For objects, constructors and destructors may be useful, but there are plenty cases in C++ where they are not (textures and meshes in a 3D API are actually a good example for where destructors are quite useless, because when the 'owner' of the CPU side texture object is done with the object doesn't mean that the GPU is done with the data that's 'owned' by the CPU side object - traditional destructors can be used of course by delaying the destruction on the CPU side texture object until the GPU is done with the data, but why keep the texture object around when only the pixel data is needed by the GPU, not the actual texture object?
A 'defer mechanism' is just the right sweet spot for a C like language IMHO.
> Something like a file or connection is already not just 'plain old data' though.
OK? But now you need to… have two different mechanisms, when one can do both?
> In my mind, 'data' are the pixels in a texture (while the texture itself is an 'object'), or the vertices and indices in a 3D mesh (while the 'mesh' is an object), or the data that's read from or written to files (but not the 'file object' itself).
This “data” does not have a destructor, and thus is not a concern.
> C is all about data manipulation (the 'pixels', 'vertices' and 'indices'), less about managing 'objects'.
I think that would be news to every C program I’ve written.
> there are plenty cases in C++ where they are not
In which case you can just not have them, and not care.
> A 'defer mechanism' is just the right sweet spot for a C like language IMHO.

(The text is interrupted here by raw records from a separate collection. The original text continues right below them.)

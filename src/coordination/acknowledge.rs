//! Acknowledgement matching for at-least-once deliveries.
//!
//! When a request body is staged in the body store, the dispatcher
//! registers a callback here before transmitting. The connector sends
//! an acknowledgement once it has safely taken possession of the body;
//! the callback runs exactly once. Duplicate acknowledgements for the
//! same id are a no-op, which is what makes redelivery harmless.

use std::sync::Arc;

use dashmap::mapref::entry::Entry;
use dashmap::DashMap;

use crate::error::RelayError;
use crate::protocol::{AcknowledgeRequest, RequestId};

type AckCallback = Box<dyn FnOnce(AcknowledgeRequest) + Send + Sync>;

#[derive(Clone, Default)]
pub struct AcknowledgeCoordinator {
    pending: Arc<DashMap<RequestId, AckCallback>>,
}

impl AcknowledgeCoordinator {
    pub fn new() -> Self {
        Self::default()
    }

    /// Install the acknowledge callback for `id`.
    ///
    /// The callback runs at most once, on the first matching
    /// acknowledgement. The returned guard removes the slot if no
    /// acknowledgement ever arrives.
    pub fn register(
        &self,
        id: RequestId,
        callback: impl FnOnce(AcknowledgeRequest) + Send + Sync + 'static,
    ) -> Result<AckRegistration, RelayError> {
        match self.pending.entry(id) {
            Entry::Occupied(_) => Err(RelayError::DuplicateWaiter(id)),
            Entry::Vacant(slot) => {
                slot.insert(Box::new(callback));
                Ok(AckRegistration {
                    id,
                    pending: Arc::clone(&self.pending),
                })
            }
        }
    }

    /// Consume an acknowledgement arriving from the broker.
    pub fn process(&self, ack: AcknowledgeRequest) {
        let id = ack.request_id;
        match self.pending.remove(&id) {
            Some((_, callback)) => {
                tracing::debug!(request_id = %id, acknowledge_id = %ack.acknowledge_id, "ack consumed");
                callback(ack);
            }
            None => {
                // Duplicate delivery, or the slot was released; both fine.
                tracing::debug!(request_id = %id, "acknowledgement without a slot, ignoring");
            }
        }
    }

    pub fn pending_len(&self) -> usize {
        self.pending.len()
    }
}

/// Slot guard; dropping it removes the callback without running it.
pub struct AckRegistration {
    id: RequestId,
    pending: Arc<DashMap<RequestId, AckCallback>>,
}

impl std::fmt::Debug for AckRegistration {
    fn fmt(&self, f: &mut std::fmt::Formatter<'_>) -> std::fmt::Result {
        f.debug_struct("AckRegistration").field("id", &self.id).finish()
    }
}

impl Drop for AckRegistration {
    fn drop(&mut self) {
        self.pending.remove(&self.id);
    }
}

If by “a C like language” you mean “a language refuses to take any complexity off of the user’s back” then sure.
That link goes directly to the relevant section in the manual.
It includes a cc wrapper called `cedrocc` so you don’t need intermediate files, and it works hard to produce clean code for the generated parts. The rest is not modified at all. The goal is to be useful even if you only use it once to generate that repetitive code.
The pre-processor `cedro` depends only on the C standard library, and `cedrocc` depends on POSIX.
Uh, not to be That Guy, but what did you expect? Just compare K&R [1] and Stroustrup (any edition) [2] next to each other, and you will get a pretty strong hint of C being a smaller language. That's kind of the point, or it used to feel like it was anyhow.
Being a small language is not an excuse. Scheme is a small language, still has dynamic-wind (since R5RS, so no spring chicken). Smalltalk is a tiny language, but has BlockClosure#ensure:.
You can have basic safety and QOL features without making the language a monstrous beast. Hell, you can cut old garbage like K&R declarations or digraphs to make room. You can even remove iso646 and most of string.h as a gimme.
I mean, it's not that I didn't expect changes or didn't expect the language to be smaller - it's just that there definitely things that I would want to bring with me over to C. One thing I really like is RAII - that I can ensure that things are cleaned up in a known, once-defined fashion and I don't have to worry about it everywhere I use a given object. I also generally like using early returns, which is somewhat more complicated with C, as I may need to have more cleanup code around. It can be somewhat mitigated by coding more functionaly and input the necessary parameters to a function, so I can have a different function just doing allocation and deallocation. But still, it's more verbose.
`defer` would to some degree solve that issue.
Similarly, I've been missing nullptr, just for the expressiveness. I like that C23 now includes it :)
Depending on your definition of “using”, you may not actually be able to, at least for now. If CPPReference's table[1] to be believed, there are still important features that are either missing from GCC and Clang or implemented “partially”, which may mean different things for different features and compilers.
In my personal opinion, unless you're doing the project just for fun, it seems better to stick to C11/C17, at least for the next few years.
Default values for structs, only taking effect when static or used with designated initializers, would be good enough imo, since you can always pass a struct to a function.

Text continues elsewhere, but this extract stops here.